My Dad, Chris Crompton, died of cancer on Monday the 4th of October.

He used to talk about how, as a youth, he cycled around Lancashire and sometimes further afield from his home in Clitheroe, but it was really in his late 40s that he rediscovered cycling, joining some work friends to ride through Spain and into Morocco on part of a trip they were making to South Africa.

After that, he regularly toured with friends in France, Corsica, Spain and Portugal, latterly following variants of the Camino de Santiago. He also enjoyed charity bike rides around England, completing the Salisbury Century/Wessex 100 many times, and Morecambe - Scarborough twice, along with many others. I joined him on many of these, with various other friends, and as due to his many other commitments he rarely prepared, we were usually among the last to finish, sometimes arriving back after the marshals had packed up and gone home.

After a busy career based in Wiltshire as a freelance electronics engineer, with sidelines as a health food shop proprietor and company director, he semi-retired to Menai Bridge in North Wales. There, he became involved in the local Chester and North Wales cycling groups, joining and then planning and leading rides. He was also active in campaigns, and was delighted to be one of a group presented an award by Chris Boardman for their campaign for cycle facilities to be incorporated in the Caernarfon bypass.

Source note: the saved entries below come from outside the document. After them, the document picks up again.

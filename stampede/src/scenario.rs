//! Scenario logic and configuration
use crate::measurement::Measurement;
use crate::timer::Timer;
use crate::vus::VirtualUserPool;
use stampede_core::{ConfigError, Options, RunStatistics, ScenarioConfig, Stage, REPORT_INTERVAL};
use std::{
    future::Future,
    num::NonZeroU32,
    pin::Pin,
    task::{Context, Poll},
    time::Duration,
};
use tokio::time::Instant;
#[allow(unused_imports)]
use tracing::{debug, error, info, instrument, trace, warn};

/// What awaiting a [`Scenario`] produces.
pub type ScenarioResult = Result<RunStatistics, ConfigError>;

/// Load test scenario structure
///
/// Handler for running scenarios. Not intended for manual creation, use the
/// [`#[scenario]`](stampede_macros::scenario) macro which will add these methods to functions.
#[pin_project::pin_project]
pub struct Scenario<T> {
    func: T,
    runner_fut: Option<Pin<Box<dyn Future<Output = ScenarioResult> + Send>>>,
    config: ScenarioConfig,
}

impl<T> Scenario<T> {
    #[doc(hidden)]
    pub fn new(name: &str, func: T) -> Self {
        Self {
            func,
            runner_fut: None,
            config: ScenarioConfig::new(name),
        }
    }
}

impl<T, F> Future for Scenario<T>
where
    T: Fn() -> F + Send + 'static + Clone + Sync,
    F: Future<Output = ()> + Send + 'static,
{
    type Output = ScenarioResult;

    fn poll(self: Pin<&mut Self>, cx: &mut Context<'_>) -> Poll<Self::Output> {
        let this = self.project();
        if this.runner_fut.is_none() {
            let func = this.func.clone();
            let config = this.config.clone();
            *this.runner_fut = Some(Box::pin(async move { run_scenario(func, config).await }));
        }

        if let Some(runner) = this.runner_fut {
            runner.as_mut().poll(cx)
        } else {
            unreachable!()
        }
    }
}

pub trait ConfigurableScenario<T: Send>: Future<Output = T> + Sized + Send {
    fn options(self, options: Options) -> Self;
    fn stages<I: IntoIterator<Item = Stage>>(self, stages: I) -> Self;
    fn start_vus(self, vus: u32) -> Self;
    fn rps(self, rps: NonZeroU32) -> Self;
    fn graceful_stop(self, grace: Duration) -> Self;
    fn tick(self, tick: Duration) -> Self;
}

impl<T, F> ConfigurableScenario<ScenarioResult> for Scenario<T>
where
    T: Fn() -> F + Send + 'static + Clone + Sync,
    F: Future<Output = ()> + Send + 'static,
{
    /// Replace every option at once.
    ///
    /// # Example
    /// ```no_run
    /// use stampede::prelude::*;
    /// use std::time::Duration;
    ///
    /// #[tokio::main(flavor = "current_thread")]
    /// async fn main() {
    ///     let options = Options {
    ///         stages: vec![
    ///             Stage::new(Duration::from_secs(30), 100),
    ///             Stage::new(Duration::from_secs(30), 0),
    ///         ],
    ///         ..Default::default()
    ///     };
    ///
    ///     let stats = my_scenario().options(options).await.unwrap();
    ///     println!("{stats}");
    /// }
    ///
    /// #[scenario]
    /// async fn my_scenario() {
    /// }
    /// ```
    fn options(mut self, options: Options) -> Self {
        self.config.options = options;
        self
    }

    /// Set the ramp profile. Virtual users ramp linearly between stage targets.
    ///
    /// # Example
    /// ```ignore
    /// my_scenario()
    ///     .stages([
    ///         Stage::parse("30s", 1_000)?,
    ///         Stage::parse("1m", 1_000)?,
    ///         Stage::parse("30s", 0)?,
    ///     ])
    ///     .await?;
    /// ```
    fn stages<I: IntoIterator<Item = Stage>>(mut self, stages: I) -> Self {
        self.config.options.stages = stages.into_iter().collect();
        self
    }

    /// Number of virtual users at the start of the first stage (default `0`).
    fn start_vus(mut self, vus: u32) -> Self {
        self.config.options.start_vus = vus;
        self
    }

    /// Cap the transaction rate across all virtual users.
    fn rps(mut self, rps: NonZeroU32) -> Self {
        self.config.options.rps = Some(rps);
        self
    }

    /// How long in-flight iterations may keep running once the schedule ends (default `30s`).
    fn graceful_stop(mut self, grace: Duration) -> Self {
        self.config.options.graceful_stop = grace;
        self
    }

    /// How often the VU target is re-evaluated (default `100ms`).
    fn tick(mut self, tick: Duration) -> Self {
        self.config.options.tick = tick;
        self
    }
}

#[instrument(name="scenario", skip_all, fields(name=%config.name))]
pub(crate) async fn run_scenario<T, F>(scenario: T, config: ScenarioConfig) -> ScenarioResult
where
    T: Fn() -> F + Send + Sync + 'static + Clone,
    F: Future<Output = ()> + Send + 'static,
{
    config.validate()?;
    info!(
        "Running {} for {} (peak {} VUs) with config {:?}",
        config.name,
        humantime::format_duration(config.total_duration()?),
        config.max_target(),
        &config.options
    );

    let options = &config.options;
    let mut pool = VirtualUserPool::new(scenario, options.rps);
    let mut timer = Timer::new(options.tick).await;
    let start = Instant::now();
    debug!("Ramp controller ticking every {timer}.");

    let mut total = Measurement::new();
    let mut window = Measurement::new();
    let mut max_vus = 0;

    // NOTE: This loop is time-sensitive. Any long awaits or blocking will throw off the ramp.
    while let Some(target) = config.target_at(start.elapsed()) {
        pool.set_vus(target as usize).await;
        max_vus = max_vus.max(pool.vus());

        #[cfg(feature = "metrics")]
        metrics::gauge!(stampede_core::VUS_GAUGE).set(pool.vus() as f64);

        let elapsed = timer.tick().await;
        let sample = pool.collect();
        total.absorb(&sample, elapsed);
        window.absorb(&sample, elapsed);

        if window.elapsed >= REPORT_INTERVAL {
            info!(
                "[{}] vus={} in_flight={} {window}",
                humantime::format_duration(Duration::from_secs(start.elapsed().as_secs())),
                pool.vus(),
                pool.in_flight(),
            );
            window = Measurement::new();
        }
    }

    debug!("Schedule complete, stopping {} VUs.", pool.in_flight());
    let interrupted = pool.shutdown(options.graceful_stop).await;
    total.absorb(&pool.collect(), timer.since_last_tick());

    #[cfg(feature = "metrics")]
    metrics::gauge!(stampede_core::VUS_GAUGE).set(0.);

    let stats = total.into_statistics(max_vus, interrupted);
    info!("Scenario complete: {stats}");

    Ok(stats)
}
use poster_load::{set_target, target, TargetError, DEFAULT_POSTER_URL};

#[test]
fn target_is_set_once() {
    assert_eq!(target(), DEFAULT_POSTER_URL);

    set_target("http://127.0.0.1:3000").unwrap();
    assert_eq!(target(), "http://127.0.0.1:3000/poster?movie=Avengers");

    let err = set_target("http://127.0.0.1:4000").unwrap_err();
    assert!(matches!(err, TargetError::AlreadySet(_)));
    assert_eq!(target(), "http://127.0.0.1:3000/poster?movie=Avengers");
}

It was after he found he couldn’t keep up on a tour of Catalonia in 2016 that he discovered he had Chronic Lymphocytic Leukaemia. This only slowed his pace, not his enthusiasm, and seemed like a long term condition that could be managed. He bought an electric bike so he could keep up on Eryri group rides, and kept on cycling regularly until treatment for skin cancer prevented him. He yearned to get back on the bike, and managed a handful of rides in the last two years when he was well enough, before the cancer spread and led to his rapid decline and death.

Many, including me, will remember him when the inevitable Kudos fails to appear following rides logged on Strava. He will be sorely missed.